Collected data:
....................

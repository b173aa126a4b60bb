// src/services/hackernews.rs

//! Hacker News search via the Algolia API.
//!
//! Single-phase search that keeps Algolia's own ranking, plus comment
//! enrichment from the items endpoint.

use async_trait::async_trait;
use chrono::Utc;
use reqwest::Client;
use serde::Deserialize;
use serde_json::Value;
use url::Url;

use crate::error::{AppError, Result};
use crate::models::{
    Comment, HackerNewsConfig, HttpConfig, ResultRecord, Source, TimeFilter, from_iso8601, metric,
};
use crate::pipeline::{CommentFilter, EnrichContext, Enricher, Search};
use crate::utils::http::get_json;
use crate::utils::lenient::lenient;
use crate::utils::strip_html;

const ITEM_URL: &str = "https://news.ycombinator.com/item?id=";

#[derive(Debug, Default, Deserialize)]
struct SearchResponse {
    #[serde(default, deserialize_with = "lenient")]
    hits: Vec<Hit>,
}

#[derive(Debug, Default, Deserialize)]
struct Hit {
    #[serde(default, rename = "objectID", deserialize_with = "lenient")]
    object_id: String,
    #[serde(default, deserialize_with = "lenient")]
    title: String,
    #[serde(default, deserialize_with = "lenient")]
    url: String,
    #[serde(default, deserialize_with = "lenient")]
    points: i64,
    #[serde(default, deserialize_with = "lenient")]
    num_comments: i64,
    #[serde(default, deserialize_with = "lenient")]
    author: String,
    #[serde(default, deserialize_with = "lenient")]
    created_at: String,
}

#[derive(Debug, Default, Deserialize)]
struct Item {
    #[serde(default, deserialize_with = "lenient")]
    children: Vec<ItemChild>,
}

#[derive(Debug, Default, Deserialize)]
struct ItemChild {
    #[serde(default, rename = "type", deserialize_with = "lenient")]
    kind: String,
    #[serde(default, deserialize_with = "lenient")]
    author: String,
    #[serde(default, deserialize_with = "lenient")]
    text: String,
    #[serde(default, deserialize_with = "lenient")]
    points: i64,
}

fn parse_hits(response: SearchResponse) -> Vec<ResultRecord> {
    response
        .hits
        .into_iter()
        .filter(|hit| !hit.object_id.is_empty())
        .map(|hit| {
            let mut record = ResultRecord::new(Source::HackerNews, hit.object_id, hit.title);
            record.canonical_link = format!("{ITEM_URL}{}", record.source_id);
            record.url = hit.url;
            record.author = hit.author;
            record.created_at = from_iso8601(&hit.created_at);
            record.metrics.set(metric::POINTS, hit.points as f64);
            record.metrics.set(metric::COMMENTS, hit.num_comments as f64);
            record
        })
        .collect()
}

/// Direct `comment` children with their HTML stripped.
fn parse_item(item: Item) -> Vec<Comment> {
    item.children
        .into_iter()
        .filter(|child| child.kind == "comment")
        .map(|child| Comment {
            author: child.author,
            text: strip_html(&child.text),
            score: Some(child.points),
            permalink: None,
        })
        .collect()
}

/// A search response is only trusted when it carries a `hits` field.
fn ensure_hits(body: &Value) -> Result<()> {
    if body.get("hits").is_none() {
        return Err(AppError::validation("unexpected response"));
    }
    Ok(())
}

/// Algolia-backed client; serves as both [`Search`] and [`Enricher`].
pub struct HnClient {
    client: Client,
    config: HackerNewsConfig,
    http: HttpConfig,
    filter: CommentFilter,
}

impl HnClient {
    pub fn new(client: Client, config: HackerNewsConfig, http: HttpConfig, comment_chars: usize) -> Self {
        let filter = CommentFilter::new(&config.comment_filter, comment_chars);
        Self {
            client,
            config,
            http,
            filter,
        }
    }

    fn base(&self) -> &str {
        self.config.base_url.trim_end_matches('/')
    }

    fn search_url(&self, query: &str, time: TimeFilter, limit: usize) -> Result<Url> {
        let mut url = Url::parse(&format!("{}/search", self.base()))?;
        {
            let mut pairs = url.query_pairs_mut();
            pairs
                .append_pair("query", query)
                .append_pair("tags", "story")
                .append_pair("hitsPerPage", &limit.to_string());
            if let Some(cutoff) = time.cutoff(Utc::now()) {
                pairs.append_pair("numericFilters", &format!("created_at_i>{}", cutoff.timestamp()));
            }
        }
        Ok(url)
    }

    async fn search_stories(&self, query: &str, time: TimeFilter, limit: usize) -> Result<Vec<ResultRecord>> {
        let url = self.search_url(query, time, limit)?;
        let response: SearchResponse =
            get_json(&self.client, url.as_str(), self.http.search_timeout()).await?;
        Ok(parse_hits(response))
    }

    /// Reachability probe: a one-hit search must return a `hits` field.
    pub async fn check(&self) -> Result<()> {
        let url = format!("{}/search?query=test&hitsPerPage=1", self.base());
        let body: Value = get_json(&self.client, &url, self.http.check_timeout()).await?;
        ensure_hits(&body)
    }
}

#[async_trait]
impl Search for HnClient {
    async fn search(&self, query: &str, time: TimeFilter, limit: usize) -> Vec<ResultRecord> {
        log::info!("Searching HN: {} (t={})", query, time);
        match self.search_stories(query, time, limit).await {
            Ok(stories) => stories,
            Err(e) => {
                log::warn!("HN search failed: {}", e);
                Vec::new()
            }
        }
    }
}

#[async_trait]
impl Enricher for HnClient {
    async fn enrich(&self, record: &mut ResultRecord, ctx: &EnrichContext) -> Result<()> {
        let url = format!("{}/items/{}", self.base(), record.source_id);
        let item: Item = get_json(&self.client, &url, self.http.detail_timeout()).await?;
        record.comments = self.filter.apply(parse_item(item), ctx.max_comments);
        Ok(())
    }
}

....................

What is required: Please write out exactly the lines from the start of the data through the line that contains "use serde_json::Value;", both ends included, and nothing else.

Exercise result:
repository b173aa126a4b60bb
// src/services/hackernews.rs

//! Hacker News search via the Algolia API.
//!
//! Single-phase search that keeps Algolia's own ranking, plus comment
//! enrichment from the items endpoint.

use async_trait::async_trait;
use chrono::Utc;
use reqwest::Client;
use serde::Deserialize;
use serde_json::Value;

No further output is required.